▶ **Task statement**: In the entries that follow, how many lines hold "async"? Nothing but the number is expected.

▶ **Source data**:
****************************************
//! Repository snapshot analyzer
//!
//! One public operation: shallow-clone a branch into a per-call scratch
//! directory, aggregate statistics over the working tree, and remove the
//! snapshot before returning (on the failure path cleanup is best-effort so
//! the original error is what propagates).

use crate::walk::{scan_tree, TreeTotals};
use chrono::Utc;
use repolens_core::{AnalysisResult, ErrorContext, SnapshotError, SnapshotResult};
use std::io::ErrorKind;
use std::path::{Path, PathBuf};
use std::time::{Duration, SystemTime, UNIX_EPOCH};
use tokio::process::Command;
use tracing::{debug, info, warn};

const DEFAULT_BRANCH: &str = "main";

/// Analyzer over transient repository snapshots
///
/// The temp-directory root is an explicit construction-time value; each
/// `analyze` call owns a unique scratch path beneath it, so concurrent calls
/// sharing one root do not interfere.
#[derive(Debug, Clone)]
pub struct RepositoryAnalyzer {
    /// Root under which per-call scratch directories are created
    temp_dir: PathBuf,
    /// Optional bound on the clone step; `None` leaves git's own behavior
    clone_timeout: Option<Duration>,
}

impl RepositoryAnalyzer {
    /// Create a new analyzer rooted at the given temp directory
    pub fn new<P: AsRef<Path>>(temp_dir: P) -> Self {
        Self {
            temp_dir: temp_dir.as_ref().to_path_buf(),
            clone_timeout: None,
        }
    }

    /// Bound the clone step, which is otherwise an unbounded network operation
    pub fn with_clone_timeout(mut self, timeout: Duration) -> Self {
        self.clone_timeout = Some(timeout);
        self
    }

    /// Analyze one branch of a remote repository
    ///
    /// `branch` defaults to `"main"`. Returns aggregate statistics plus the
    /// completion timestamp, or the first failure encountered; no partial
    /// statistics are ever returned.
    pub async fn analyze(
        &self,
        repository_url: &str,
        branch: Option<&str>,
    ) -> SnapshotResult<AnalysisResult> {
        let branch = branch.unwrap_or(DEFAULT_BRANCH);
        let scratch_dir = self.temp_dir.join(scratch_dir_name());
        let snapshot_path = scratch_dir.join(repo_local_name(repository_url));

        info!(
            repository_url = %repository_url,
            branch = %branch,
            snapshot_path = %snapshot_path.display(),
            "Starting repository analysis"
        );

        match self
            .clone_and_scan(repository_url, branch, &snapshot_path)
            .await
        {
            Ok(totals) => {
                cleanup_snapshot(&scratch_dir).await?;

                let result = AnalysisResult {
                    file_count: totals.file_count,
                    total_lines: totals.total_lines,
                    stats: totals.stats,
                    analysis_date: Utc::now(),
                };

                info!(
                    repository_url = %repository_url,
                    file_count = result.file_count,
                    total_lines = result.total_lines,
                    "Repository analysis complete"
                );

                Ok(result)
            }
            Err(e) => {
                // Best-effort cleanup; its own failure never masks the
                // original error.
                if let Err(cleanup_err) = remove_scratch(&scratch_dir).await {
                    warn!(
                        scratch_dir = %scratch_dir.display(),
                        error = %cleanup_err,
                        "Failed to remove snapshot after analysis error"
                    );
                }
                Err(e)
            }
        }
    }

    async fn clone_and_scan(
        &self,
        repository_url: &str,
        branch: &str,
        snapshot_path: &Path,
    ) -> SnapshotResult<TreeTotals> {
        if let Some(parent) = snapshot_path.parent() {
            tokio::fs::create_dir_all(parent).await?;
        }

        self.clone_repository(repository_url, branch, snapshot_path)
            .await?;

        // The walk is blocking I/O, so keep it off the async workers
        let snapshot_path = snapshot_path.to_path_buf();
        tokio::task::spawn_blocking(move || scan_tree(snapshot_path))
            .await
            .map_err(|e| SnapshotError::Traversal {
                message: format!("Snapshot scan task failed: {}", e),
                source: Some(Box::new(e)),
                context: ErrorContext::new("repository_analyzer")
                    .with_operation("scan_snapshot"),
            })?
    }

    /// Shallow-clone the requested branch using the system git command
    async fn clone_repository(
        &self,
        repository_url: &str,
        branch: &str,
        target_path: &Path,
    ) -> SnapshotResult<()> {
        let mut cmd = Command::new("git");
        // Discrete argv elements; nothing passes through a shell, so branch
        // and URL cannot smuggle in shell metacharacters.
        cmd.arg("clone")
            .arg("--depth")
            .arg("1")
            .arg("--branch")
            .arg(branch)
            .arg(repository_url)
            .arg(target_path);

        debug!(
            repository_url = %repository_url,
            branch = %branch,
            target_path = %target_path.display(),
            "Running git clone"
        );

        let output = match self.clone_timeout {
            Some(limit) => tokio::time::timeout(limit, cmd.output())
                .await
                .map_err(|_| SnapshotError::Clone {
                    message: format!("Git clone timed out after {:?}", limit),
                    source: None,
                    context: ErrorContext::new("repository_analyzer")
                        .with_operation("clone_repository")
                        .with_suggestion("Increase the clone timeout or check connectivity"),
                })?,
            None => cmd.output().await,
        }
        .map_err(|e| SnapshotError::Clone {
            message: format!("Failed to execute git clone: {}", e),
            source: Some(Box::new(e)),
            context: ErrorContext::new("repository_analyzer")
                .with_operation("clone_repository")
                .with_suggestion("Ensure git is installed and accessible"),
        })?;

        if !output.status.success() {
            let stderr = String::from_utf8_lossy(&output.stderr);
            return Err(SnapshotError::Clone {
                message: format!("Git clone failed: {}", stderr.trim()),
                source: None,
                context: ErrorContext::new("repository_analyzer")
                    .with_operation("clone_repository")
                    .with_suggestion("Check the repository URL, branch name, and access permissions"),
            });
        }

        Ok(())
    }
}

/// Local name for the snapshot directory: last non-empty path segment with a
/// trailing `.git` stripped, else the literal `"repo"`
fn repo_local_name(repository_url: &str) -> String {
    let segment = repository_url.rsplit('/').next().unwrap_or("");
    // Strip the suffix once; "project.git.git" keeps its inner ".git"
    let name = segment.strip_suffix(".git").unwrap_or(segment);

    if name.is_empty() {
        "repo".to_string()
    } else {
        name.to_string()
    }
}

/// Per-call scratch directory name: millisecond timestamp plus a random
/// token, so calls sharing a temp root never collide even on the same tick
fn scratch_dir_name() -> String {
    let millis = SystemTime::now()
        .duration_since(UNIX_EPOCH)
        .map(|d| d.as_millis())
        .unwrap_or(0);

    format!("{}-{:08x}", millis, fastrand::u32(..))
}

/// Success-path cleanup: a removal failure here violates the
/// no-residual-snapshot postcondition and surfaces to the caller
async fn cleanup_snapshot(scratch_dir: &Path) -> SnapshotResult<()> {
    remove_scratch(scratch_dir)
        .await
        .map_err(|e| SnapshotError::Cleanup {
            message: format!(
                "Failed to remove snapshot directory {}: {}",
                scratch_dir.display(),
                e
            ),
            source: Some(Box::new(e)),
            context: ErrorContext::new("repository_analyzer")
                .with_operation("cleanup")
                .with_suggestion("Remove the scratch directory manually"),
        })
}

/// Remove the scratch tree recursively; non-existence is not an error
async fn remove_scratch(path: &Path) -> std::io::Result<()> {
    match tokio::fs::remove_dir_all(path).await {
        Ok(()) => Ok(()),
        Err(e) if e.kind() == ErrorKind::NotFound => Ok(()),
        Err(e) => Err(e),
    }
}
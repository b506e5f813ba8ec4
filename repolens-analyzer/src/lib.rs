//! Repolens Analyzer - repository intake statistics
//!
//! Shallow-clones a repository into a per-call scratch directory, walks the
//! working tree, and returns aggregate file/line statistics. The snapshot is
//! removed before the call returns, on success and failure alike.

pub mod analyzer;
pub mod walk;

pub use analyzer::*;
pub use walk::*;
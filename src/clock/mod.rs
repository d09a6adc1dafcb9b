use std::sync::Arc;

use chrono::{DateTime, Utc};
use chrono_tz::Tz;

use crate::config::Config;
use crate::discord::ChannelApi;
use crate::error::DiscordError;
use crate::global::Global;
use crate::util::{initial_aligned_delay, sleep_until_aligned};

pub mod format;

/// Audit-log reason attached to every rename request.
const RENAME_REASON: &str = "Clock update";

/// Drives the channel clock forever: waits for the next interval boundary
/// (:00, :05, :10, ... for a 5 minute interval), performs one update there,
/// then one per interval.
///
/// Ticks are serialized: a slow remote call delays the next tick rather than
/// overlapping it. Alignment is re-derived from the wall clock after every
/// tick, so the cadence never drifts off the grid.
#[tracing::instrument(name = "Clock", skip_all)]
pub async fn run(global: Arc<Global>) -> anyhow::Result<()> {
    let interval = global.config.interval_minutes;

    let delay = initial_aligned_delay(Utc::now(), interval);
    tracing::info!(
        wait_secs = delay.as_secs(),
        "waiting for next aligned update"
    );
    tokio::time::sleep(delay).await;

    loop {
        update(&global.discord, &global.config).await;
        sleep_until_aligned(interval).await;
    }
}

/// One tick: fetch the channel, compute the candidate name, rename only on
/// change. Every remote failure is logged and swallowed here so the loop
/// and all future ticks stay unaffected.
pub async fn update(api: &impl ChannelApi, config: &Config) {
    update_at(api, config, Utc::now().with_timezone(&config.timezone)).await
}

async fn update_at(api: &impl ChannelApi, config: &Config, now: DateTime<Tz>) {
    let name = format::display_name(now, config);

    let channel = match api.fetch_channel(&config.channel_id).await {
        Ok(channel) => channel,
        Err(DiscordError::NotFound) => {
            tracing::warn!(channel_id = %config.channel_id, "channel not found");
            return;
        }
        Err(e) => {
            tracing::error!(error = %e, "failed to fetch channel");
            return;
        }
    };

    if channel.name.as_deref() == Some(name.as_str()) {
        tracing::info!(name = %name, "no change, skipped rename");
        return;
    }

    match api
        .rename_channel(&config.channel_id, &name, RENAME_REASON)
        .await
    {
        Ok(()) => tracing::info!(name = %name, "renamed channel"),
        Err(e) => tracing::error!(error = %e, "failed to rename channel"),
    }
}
****************************************
▶ **Response**: 9